Mansoor had been hesitant to get involved with the religious aspects of the group; it wasn’t that he disliked religion but that he felt it was outside his purview. When he heard the members talk about the rulings of the ulema, or what al-Tabari had written about the fitnah, or the corruption of the Uthman, he instinctively zoned out, the way he did when his mother was overcome with piety two or three times a year, increasing the rakat in her prayers and promising a sadqa for the poor to express thanks to God for Mansoor’s continued health.
Now, caught, unable to come up with an excuse, Mansoor walked with Ayub down the stairs and into the service lane before the main road, where leaves were coming unclipped from the dead trees and rattling down on the street, like the tail of a distant dragon. The roads were brightly bisected by newly painted white lines that stood out against the pervasive dustiness of winter. Mansoor inhaled the stink of racing petrol deeply. Growing up in Delhi, one gets addicted to pollution.
Ayub gestured to his motorcycle and Mansoor got on behind him. He was still racking his brain for an excuse when the motorcycle gunned to life. Mansoor clutched Ayub’s waist, which was fleshier than he’d expected, and prayed. Please. He had never been on a motorcycle before and as it shot through the Delhi streets, the city close and vivid as it had been during that walk home after the bomb, he was sure he would die, and his heart raced crazily and he pressed his feet on the silver twigs of support jutting out from the chassis. Ayub wasn’t wearing a helmet and kept turning around and talking and Mansoor nodded, terrified, his wrists filling with cold liquid. Why hadn’t he said no? Because he was congenitally unable to. What would his mother and father think if Mansoor were found with his head smashed in, by a gutter? Why were you so reckless? Didn’t you learn your lesson?
After a few minutes, the ride became exhilarating, the motorcycle making smooth crests against the road. He had always thought a motorcycle would be bumpy, but it felt instead like you were on a magic carpet. The pain in his wrists reached a sedative high.

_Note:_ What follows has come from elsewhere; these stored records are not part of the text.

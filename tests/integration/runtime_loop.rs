// =====
// TESTS: 5
// =====
//
// The event loop end to end, on paused tokio time.

use pretty_assertions::assert_eq;
use std::time::Duration;
use tokio::sync::mpsc;
use transcript_booster::dom::{ElementSpec, PageFixture};
use transcript_booster::runtime::{HostEvent, ScheduledEvent, replay, run};

use crate::helpers::{booster, select, transcript_page};

fn quit_after(tx: mpsc::UnboundedSender<HostEvent>, after: Duration) {
    tokio::spawn(async move {
        tokio::time::sleep(after).await;
        let _ = tx.send(HostEvent::Quit);
    });
}

#[tokio::test(start_paused = true)]
async fn appended_turns_are_tracked_on_next_scan() {
    let mut doc = transcript_page(4, 800.0);
    let mut booster = booster();
    booster.install(&mut doc, None);
    let (tx, rx) = mpsc::unbounded_channel();
    tx.send(HostEvent::Append {
        parent: ".layout-main".to_owned(),
        element: ElementSpec {
            tag: "ms-chat-turn".to_owned(),
            height: Some(800.0),
            repeat: Some(3),
            ..ElementSpec::default()
        },
    })
    .unwrap();
    quit_after(tx, Duration::from_millis(2_500));

    let summary = run(&mut booster, &mut doc, rx, |_| {}).await;
    assert_eq!(summary.scans, 1);
    assert_eq!(summary.status.total, 7);
    assert_eq!(summary.status.frozen, 5);
    let hud = booster.hud_element().unwrap();
    assert!(doc.inner_html(hud).unwrap().contains("Booster: 5 / 7"));
}

#[tokio::test(start_paused = true)]
async fn scroll_event_thaws_and_freezes() {
    let mut doc = transcript_page(10, 800.0);
    let mut booster = booster();
    let (tx, rx) = mpsc::unbounded_channel();
    tokio::spawn(replay(
        vec![
            ScheduledEvent {
                after_ms: 3_000,
                event: HostEvent::Scroll { selector: Some(".layout-main".to_owned()), top: 1e9 },
            },
            ScheduledEvent { after_ms: 3_500, event: HostEvent::Quit },
        ],
        tx,
        Duration::ZERO,
    ));
    let mut frozen_seen = Vec::new();
    let summary = run(&mut booster, &mut doc, rx, |status| frozen_seen.push(status.frozen)).await;
    assert_eq!(frozen_seen, vec![8, 8]);
    let blocks = select(&doc, "ms-chat-turn");
    assert!(doc.has_class(blocks[0], transcript_booster::style::FROZEN_CLASS));
    assert!(!doc.has_class(blocks[9], transcript_booster::style::FROZEN_CLASS));
    assert_eq!(summary.events, 1);
}

#[tokio::test(start_paused = true)]
async fn collapse_timer_fires_inside_loop() {
    let mut doc = transcript_page(10, 800.0);
    let scroller = select(&doc, ".layout-main")[0];
    let section = doc.append_spec(
        scroller,
        &ElementSpec {
            tag: "ms-code-block".to_owned(),
            children: vec![
                ElementSpec {
                    tag: "mat-expansion-panel-header".to_owned(),
                    height: Some(40.0),
                    attrs: [("aria-expanded".to_owned(), "true".to_owned())].into(),
                    ..ElementSpec::default()
                },
                ElementSpec { tag: "pre".to_owned(), height: Some(1_200.0), ..ElementSpec::default() },
            ],
            ..ElementSpec::default()
        },
    );
    assert_eq!(section.len(), 1);
    let mut booster = booster();
    let (tx, rx) = mpsc::unbounded_channel();
    quit_after(tx, Duration::from_secs(10));

    let summary = run(&mut booster, &mut doc, rx, |_| {}).await;
    assert_eq!(summary.collapsed, 1);
    let header = select(&doc, "mat-expansion-panel-header")[0];
    assert_eq!(doc.attribute(header, "aria-expanded"), Some("false"));
}

#[tokio::test(start_paused = true)]
async fn channel_close_ends_the_loop() {
    let mut doc = transcript_page(2, 800.0);
    let mut booster = booster();
    let (tx, rx) = mpsc::unbounded_channel::<HostEvent>();
    tokio::spawn(replay(Vec::new(), tx, Duration::from_secs(5)));
    let summary = run(&mut booster, &mut doc, rx, |_| {}).await;
    // Initial scan at 2s, then 4s.
    assert_eq!(summary.scans, 2);
    assert_eq!(summary.events, 0);
}

#[tokio::test(start_paused = true)]
async fn demo_fixtures_run_to_completion() {
    let mut doc = PageFixture::from_json(include_str!("../../demos/page.json")).unwrap().build();
    let events = ScheduledEvent::list_from_json(include_str!("../../demos/events.json")).unwrap();
    let mut booster = booster();
    booster.install(&mut doc, None);
    let (tx, rx) = mpsc::unbounded_channel();
    tokio::spawn(replay(events, tx, Duration::ZERO));
    let summary = run(&mut booster, &mut doc, rx, |_| {}).await;
    assert_eq!(summary.events, 4);
    assert_eq!(summary.status.total, 43);
    assert!(summary.status.frozen > 0);
    assert!(summary.status.frozen <= summary.status.total);
    assert_eq!(summary.status.capture, transcript_booster::capture::CaptureStatus::Captured { bytes: 68 });
}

When they got to the mosque, Shahid and Tariq were waiting at the entrance, by a row of carts selling sharifas, chatting with other plump young men, who kept their hands behind their backs as they listened. Mansoor was so relieved he embraced them all, and then, walked with them to the back of the mosque and washed and went inside. The mosque, a box of concrete, was simpler than the one his father and he had gone to a few times—usually during Eid—and the crowd was younger, pious, serious, a mixture of office-going people in white shirts and young men with beards wearing kurtas. The alien bubbles of motorcycle helmets broke the flow of bodies. The imam was giving a talk about something vague, like medicine and not betraying others, and after the azaan ended, they all began to pray. Mansoor, who hadn’t been in the postures of prayer for years—who’d had to borrow a hankie to place on his head—was in pain, but also in a state of gratitude and relief. He hadn’t forgotten how to pray. As he went through the motions, he relaxed as he had during the motorcycle ride.
Afterwards, when the prayers were over, everyone got up quickly and rushed out and Mansoor, Ayub, Shahid, and Tariq were pushed out onto the lawn.
“Oye!” Shahid shouted at a fat fellow who almost knocked him over on the lawn outside the mosque. They stood there and laughed together at the funny, quizzical expression on Shahid’s round face.